→ **Task prompt**
Your response should consist of every line below, reproduced without alteration.

*** Opening Supplied records ***

#![allow(dead_code)]

#[cfg(feature = "integration-tests")]
use gasket_demos::flow::ImageTestResult;
use gasket_demos::{
    WindowEvent,
    context::Context,
    demos::DemoState,
    flow::{GraphicsFlow, Out},
    render::Render,
};

pub(crate) type Setup = Box<dyn Fn(&mut Context)>;

#[cfg(feature = "integration-tests")]
pub(crate) type Validate =
    Box<dyn Fn(&Context, &DemoState, &image::RgbaImage) -> Result<ImageTestResult, anyhow::Error>>;

/// A flow that draws nothing.
pub(crate) struct Blank;

impl GraphicsFlow<DemoState> for Blank {
    fn on_init(&mut self, _: &mut Context, _: &mut DemoState) -> Out {
        Out::Empty
    }

    fn on_update(&mut self, _: &Context, state: &mut DemoState, _: std::time::Duration) -> Out {
        state.frames += 1;
        Out::Empty
    }

    fn on_render(&self) -> Render<'_> {
        Render::None
    }
}

/// Wraps a demo: applies the demo's own `on_init` configuration, then runs
/// `setup`, and checks the offscreen frame with `validate` once the demo has
/// been updated at least once.
#[cfg(feature = "integration-tests")]
pub(crate) struct ImageTest {
    pub(crate) inner: Box<dyn GraphicsFlow<DemoState>>,
    pub(crate) setup: Setup,
    pub(crate) validate: Validate,
}

#[cfg(feature = "integration-tests")]
impl GraphicsFlow<DemoState> for ImageTest {
    fn on_init(&mut self, ctx: &mut Context, state: &mut DemoState) -> Out {
        // setup must win over the demo's settings
        self.inner.on_init(ctx, state).apply(ctx);
        (self.setup)(ctx);
        Out::Empty
    }

    fn on_click(&mut self, ctx: &Context, state: &mut DemoState, id: u32) -> Out {
        self.inner.on_click(ctx, state, id)
    }

    fn on_update(&mut self, ctx: &Context, state: &mut DemoState, dt: std::time::Duration) -> Out {
        self.inner.on_update(ctx, state, dt)
    }

    fn on_tick(&mut self, ctx: &Context, state: &mut DemoState) -> Out {
        self.inner.on_tick(ctx, state)
    }

    fn on_window_events(&mut self, ctx: &Context, state: &mut DemoState, event: &WindowEvent) -> Out {
        self.inner.on_window_events(ctx, state, event)
    }

    fn on_render(&self) -> Render<'_> {
        self.inner.on_render()
    }

    fn render_to_texture(
        &self,
        ctx: &Context,
        state: &mut DemoState,
        texture: &image::RgbaImage,
    ) -> Result<ImageTestResult, anyhow::Error> {
        if state.frames == 0 {
            return Ok(ImageTestResult::Waiting);
        }
        (self.validate)(ctx, state, texture)
    }
}

/// The texel under the clip space position `(x, y)`, channels in RGBA order
/// whatever the surface format.
pub(crate) fn pixel_at(
    texture: &image::RgbaImage,
    format: wgpu::TextureFormat,
    x: f32,
    y: f32,
) -> [u8; 4] {
    let (width, height) = texture.dimensions();
    let px = (((x + 1.0) / 2.0 * width as f32) as u32).min(width - 1);
    let py = (((1.0 - y) / 2.0 * height as f32) as u32).min(height - 1);
    let [a, b, c, d] = texture.get_pixel(px, py).0;
    match format {
        wgpu::TextureFormat::Bgra8Unorm | wgpu::TextureFormat::Bgra8UnormSrgb => [c, b, a, d],
        _ => [a, b, c, d],
    }
}

#[macro_export]
macro_rules! golden_image_test {
    ($constructor:expr, $setup:expr, $validate:expr) => {{
        use crate::common::test_utils::ImageTest;
        use gasket_demos::demos::DemoState;
        use gasket_demos::flow::{FlowConsturctor, GraphicsFlow};

        let constructor: FlowConsturctor<DemoState> = $constructor;
        let model_constructor: FlowConsturctor<DemoState> = Box::new(move |init| {
            Box::pin(async move {
                let inner = constructor(init).await?;
                let g_flow: Box<dyn GraphicsFlow<DemoState>> = Box::new(ImageTest {
                    inner,
                    setup: Box::new($setup),
                    validate: Box::new($validate),
                });
                anyhow::Ok(g_flow)
            })
        });

        gasket_demos::flow::run(vec![model_constructor])
            .expect("Failed to run flow for integration test.");
    }};
}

*** Closing Supplied records ***

→ **Reply**
#![allow(dead_code)]

#[cfg(feature = "integration-tests")]
use gasket_demos::flow::ImageTestResult;
use gasket_demos::{
    WindowEvent,
    context::Context,
    demos::DemoState,
    flow::{GraphicsFlow, Out},
    render::Render,
};

pub(crate) type Setup = Box<dyn Fn(&mut Context)>;

#[cfg(feature = "integration-tests")]
pub(crate) type Validate =
    Box<dyn Fn(&Context, &DemoState, &image::RgbaImage) -> Result<ImageTestResult, anyhow::Error>>;

/// A flow that draws nothing.
pub(crate) struct Blank;

impl GraphicsFlow<DemoState> for Blank {
    fn on_init(&mut self, _: &mut Context, _: &mut DemoState) -> Out {
        Out::Empty
    }

    fn on_update(&mut self, _: &Context, state: &mut DemoState, _: std::time::Duration) -> Out {
        state.frames += 1;
        Out::Empty
    }

    fn on_render(&self) -> Render<'_> {
        Render::None
    }
}

/// Wraps a demo: applies the demo's own `on_init` configuration, then runs
/// `setup`, and checks the offscreen frame with `validate` once the demo has
/// been updated at least once.
#[cfg(feature = "integration-tests")]
pub(crate) struct ImageTest {
    pub(crate) inner: Box<dyn GraphicsFlow<DemoState>>,
    pub(crate) setup: Setup,
    pub(crate) validate: Validate,
}

#[cfg(feature = "integration-tests")]
impl GraphicsFlow<DemoState> for ImageTest {
    fn on_init(&mut self, ctx: &mut Context, state: &mut DemoState) -> Out {
        // setup must win over the demo's settings
        self.inner.on_init(ctx, state).apply(ctx);
        (self.setup)(ctx);
        Out::Empty
    }

    fn on_click(&mut self, ctx: &Context, state: &mut DemoState, id: u32) -> Out {
        self.inner.on_click(ctx, state, id)
    }

    fn on_update(&mut self, ctx: &Context, state: &mut DemoState, dt: std::time::Duration) -> Out {
        self.inner.on_update(ctx, state, dt)
    }

    fn on_tick(&mut self, ctx: &Context, state: &mut DemoState) -> Out {
        self.inner.on_tick(ctx, state)
    }

    fn on_window_events(&mut self, ctx: &Context, state: &mut DemoState, event: &WindowEvent) -> Out {
        self.inner.on_window_events(ctx, state, event)
    }

    fn on_render(&self) -> Render<'_> {
        self.inner.on_render()
    }

    fn render_to_texture(
        &self,
        ctx: &Context,
        state: &mut DemoState,
        texture: &image::RgbaImage,
    ) -> Result<ImageTestResult, anyhow::Error> {
        if state.frames == 0 {
            return Ok(ImageTestResult::Waiting);
        }
        (self.validate)(ctx, state, texture)
    }
}

/// The texel under the clip space position `(x, y)`, channels in RGBA order
/// whatever the surface format.
pub(crate) fn pixel_at(
    texture: &image::RgbaImage,
    format: wgpu::TextureFormat,
    x: f32,
    y: f32,
) -> [u8; 4] {
    let (width, height) = texture.dimensions();
    let px = (((x + 1.0) / 2.0 * width as f32) as u32).min(width - 1);
    let py = (((1.0 - y) / 2.0 * height as f32) as u32).min(height - 1);
    let [a, b, c, d] = texture.get_pixel(px, py).0;
    match format {
        wgpu::TextureFormat::Bgra8Unorm | wgpu::TextureFormat::Bgra8UnormSrgb => [c, b, a, d],
        _ => [a, b, c, d],
    }
}

#[macro_export]
macro_rules! golden_image_test {
    ($constructor:expr, $setup:expr, $validate:expr) => {{
        use crate::common::test_utils::ImageTest;
        use gasket_demos::demos::DemoState;
        use gasket_demos::flow::{FlowConsturctor, GraphicsFlow};

        let constructor: FlowConsturctor<DemoState> = $constructor;
        let model_constructor: FlowConsturctor<DemoState> = Box::new(move |init| {
            Box::pin(async move {
                let inner = constructor(init).await?;
                let g_flow: Box<dyn GraphicsFlow<DemoState>> = Box::new(ImageTest {
                    inner,
                    setup: Box::new($setup),
                    validate: Box::new($validate),
                });
                anyhow::Ok(g_flow)
            })
        });

        gasket_demos::flow::run(vec![model_constructor])
            .expect("Failed to run flow for integration test.");
    }};
}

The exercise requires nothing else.